### Requirement
Report every line of the records below that contains the word "enum".

### Extracted information
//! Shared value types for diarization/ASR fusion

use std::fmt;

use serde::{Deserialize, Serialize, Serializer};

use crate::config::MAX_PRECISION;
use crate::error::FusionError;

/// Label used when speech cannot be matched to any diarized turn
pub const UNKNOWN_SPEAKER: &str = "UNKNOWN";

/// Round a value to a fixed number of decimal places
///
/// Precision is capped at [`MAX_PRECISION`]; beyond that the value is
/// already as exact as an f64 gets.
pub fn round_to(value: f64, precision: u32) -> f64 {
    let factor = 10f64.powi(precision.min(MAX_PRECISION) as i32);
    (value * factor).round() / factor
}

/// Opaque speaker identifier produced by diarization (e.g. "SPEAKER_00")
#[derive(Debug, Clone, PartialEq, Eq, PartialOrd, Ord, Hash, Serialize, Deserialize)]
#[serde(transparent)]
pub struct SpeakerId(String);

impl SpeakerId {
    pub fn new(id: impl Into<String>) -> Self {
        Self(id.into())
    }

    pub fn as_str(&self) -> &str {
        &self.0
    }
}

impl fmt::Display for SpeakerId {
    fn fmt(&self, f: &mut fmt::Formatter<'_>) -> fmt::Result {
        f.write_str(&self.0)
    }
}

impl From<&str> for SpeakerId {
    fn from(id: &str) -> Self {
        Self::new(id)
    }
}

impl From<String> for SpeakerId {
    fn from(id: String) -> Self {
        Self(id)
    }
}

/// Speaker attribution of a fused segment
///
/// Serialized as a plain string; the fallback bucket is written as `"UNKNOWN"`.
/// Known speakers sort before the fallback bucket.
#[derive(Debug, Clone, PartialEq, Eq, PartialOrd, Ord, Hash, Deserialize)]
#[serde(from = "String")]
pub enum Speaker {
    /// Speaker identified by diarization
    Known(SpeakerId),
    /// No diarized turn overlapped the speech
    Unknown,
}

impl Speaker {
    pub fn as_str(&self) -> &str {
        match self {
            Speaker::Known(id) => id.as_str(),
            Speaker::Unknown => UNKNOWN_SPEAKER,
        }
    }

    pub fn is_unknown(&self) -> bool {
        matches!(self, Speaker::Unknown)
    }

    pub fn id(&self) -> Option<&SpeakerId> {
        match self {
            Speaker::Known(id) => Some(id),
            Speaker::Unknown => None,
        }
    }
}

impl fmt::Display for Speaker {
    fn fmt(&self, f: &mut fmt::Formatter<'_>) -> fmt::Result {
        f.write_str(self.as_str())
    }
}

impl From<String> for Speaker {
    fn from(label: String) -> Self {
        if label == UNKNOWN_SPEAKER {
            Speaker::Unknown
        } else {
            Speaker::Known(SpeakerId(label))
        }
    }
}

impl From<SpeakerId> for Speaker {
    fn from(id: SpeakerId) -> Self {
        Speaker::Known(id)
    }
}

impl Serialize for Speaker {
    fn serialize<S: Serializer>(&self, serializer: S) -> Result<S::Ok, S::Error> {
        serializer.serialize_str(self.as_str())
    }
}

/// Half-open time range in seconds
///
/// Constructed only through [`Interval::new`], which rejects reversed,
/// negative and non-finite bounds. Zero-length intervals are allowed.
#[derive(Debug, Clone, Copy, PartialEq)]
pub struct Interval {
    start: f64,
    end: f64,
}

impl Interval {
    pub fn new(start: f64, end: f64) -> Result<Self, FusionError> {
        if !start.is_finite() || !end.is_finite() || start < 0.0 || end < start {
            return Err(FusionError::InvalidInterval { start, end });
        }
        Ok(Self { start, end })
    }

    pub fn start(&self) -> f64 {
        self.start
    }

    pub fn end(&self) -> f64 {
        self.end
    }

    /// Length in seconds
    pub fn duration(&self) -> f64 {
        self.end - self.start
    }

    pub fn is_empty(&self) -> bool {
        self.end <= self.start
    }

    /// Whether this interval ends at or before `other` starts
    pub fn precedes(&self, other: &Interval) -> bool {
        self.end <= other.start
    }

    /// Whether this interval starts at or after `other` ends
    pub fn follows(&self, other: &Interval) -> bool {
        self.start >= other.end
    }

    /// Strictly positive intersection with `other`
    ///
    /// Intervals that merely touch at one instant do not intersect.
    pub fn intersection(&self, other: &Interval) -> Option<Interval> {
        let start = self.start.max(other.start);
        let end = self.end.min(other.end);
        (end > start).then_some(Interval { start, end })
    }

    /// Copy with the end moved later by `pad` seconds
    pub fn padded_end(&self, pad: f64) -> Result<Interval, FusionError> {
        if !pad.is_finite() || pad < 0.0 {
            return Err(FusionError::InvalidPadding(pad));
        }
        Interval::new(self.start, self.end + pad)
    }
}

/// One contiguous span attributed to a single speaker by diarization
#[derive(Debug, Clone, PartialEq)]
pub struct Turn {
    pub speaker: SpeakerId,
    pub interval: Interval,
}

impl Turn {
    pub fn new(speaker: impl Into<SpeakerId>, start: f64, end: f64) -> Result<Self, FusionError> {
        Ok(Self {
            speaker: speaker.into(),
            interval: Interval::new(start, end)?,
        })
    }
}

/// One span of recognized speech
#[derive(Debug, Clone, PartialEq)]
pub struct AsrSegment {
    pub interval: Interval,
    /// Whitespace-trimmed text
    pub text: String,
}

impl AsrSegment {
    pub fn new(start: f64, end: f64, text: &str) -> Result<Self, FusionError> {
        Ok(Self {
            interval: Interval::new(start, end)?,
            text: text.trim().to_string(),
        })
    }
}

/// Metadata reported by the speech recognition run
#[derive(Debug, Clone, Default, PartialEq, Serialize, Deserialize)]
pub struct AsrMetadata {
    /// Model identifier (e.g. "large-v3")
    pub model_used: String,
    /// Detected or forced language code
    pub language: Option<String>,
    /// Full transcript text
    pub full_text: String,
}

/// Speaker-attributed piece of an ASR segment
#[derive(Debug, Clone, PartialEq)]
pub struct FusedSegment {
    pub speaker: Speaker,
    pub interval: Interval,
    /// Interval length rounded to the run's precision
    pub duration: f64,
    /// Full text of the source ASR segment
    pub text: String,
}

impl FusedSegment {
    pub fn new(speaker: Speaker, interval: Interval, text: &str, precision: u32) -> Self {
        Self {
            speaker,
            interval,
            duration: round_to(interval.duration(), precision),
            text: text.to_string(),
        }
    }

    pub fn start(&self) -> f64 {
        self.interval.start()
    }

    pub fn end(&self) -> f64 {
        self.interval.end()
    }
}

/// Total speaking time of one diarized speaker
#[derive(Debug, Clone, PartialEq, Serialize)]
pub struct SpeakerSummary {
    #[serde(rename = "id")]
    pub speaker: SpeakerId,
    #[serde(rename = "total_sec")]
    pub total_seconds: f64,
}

==

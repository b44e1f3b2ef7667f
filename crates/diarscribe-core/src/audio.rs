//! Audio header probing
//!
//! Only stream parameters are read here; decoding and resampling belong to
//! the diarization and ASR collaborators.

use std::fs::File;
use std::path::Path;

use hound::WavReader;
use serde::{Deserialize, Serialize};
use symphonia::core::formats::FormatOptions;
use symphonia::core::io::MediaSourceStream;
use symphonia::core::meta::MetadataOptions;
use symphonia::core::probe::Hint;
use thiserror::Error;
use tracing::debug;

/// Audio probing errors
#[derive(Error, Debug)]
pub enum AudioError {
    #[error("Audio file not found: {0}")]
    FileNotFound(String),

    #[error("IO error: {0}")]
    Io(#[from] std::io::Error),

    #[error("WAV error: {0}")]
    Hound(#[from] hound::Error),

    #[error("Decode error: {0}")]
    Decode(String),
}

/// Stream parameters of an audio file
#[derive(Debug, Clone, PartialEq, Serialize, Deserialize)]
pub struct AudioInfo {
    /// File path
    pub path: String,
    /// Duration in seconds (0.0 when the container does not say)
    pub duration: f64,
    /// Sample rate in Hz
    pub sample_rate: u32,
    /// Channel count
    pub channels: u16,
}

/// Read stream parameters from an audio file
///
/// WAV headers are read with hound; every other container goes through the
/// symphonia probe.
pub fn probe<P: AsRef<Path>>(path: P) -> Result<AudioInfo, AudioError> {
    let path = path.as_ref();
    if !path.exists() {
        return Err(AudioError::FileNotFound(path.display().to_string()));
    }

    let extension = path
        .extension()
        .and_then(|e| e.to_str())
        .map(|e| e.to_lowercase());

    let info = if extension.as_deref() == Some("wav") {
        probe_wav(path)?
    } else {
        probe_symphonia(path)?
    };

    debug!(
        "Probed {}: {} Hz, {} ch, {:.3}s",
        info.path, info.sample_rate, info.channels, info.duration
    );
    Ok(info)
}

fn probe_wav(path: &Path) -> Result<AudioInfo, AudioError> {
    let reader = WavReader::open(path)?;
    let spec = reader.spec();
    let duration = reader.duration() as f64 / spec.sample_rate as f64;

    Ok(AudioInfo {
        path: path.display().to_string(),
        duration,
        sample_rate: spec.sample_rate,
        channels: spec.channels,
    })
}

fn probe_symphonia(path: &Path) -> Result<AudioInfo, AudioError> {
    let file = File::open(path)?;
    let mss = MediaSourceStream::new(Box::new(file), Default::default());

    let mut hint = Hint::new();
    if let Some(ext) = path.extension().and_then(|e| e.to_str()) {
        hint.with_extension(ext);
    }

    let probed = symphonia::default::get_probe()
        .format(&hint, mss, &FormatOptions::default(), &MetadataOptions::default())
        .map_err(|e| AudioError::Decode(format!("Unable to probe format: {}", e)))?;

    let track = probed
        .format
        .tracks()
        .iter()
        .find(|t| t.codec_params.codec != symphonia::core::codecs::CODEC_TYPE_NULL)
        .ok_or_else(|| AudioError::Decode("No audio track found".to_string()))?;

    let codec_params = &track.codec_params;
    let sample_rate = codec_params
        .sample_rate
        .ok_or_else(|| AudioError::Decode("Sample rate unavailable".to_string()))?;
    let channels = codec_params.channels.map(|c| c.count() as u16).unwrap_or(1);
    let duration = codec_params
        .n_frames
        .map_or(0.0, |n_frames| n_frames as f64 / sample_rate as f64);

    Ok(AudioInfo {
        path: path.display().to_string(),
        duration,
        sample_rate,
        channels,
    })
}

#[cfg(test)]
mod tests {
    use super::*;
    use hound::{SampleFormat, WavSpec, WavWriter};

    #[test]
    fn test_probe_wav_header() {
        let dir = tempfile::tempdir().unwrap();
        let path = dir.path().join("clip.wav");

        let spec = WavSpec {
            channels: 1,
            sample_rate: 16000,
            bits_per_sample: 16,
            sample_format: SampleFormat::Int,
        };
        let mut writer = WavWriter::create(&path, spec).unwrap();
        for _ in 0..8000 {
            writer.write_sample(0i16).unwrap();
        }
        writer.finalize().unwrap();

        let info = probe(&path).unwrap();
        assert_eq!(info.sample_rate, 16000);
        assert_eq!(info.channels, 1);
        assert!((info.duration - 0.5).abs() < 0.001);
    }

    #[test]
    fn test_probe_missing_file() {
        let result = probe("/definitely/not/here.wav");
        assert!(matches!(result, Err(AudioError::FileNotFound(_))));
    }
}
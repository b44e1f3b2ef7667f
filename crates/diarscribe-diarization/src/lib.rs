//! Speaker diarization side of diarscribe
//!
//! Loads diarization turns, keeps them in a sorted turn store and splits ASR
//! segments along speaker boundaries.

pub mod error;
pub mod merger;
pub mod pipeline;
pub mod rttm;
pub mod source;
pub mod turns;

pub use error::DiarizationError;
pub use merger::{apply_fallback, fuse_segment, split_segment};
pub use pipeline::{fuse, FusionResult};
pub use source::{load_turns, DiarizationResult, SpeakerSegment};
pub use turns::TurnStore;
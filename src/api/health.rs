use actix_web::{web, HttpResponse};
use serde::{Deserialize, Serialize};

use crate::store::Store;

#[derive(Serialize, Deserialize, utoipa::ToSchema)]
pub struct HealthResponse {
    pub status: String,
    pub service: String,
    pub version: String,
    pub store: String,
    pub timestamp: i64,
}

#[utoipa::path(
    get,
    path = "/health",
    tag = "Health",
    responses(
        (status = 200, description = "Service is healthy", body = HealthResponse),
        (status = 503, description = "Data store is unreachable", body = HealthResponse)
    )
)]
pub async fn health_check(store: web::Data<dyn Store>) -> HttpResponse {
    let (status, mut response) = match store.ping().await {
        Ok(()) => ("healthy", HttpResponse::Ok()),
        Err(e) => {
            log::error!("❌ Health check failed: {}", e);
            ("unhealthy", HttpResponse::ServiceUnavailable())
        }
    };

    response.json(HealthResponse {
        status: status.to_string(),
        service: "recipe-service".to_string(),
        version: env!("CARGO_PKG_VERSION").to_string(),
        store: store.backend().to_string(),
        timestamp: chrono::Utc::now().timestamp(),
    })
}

### Completed task
pub enum Speaker {
pub enum AudioError {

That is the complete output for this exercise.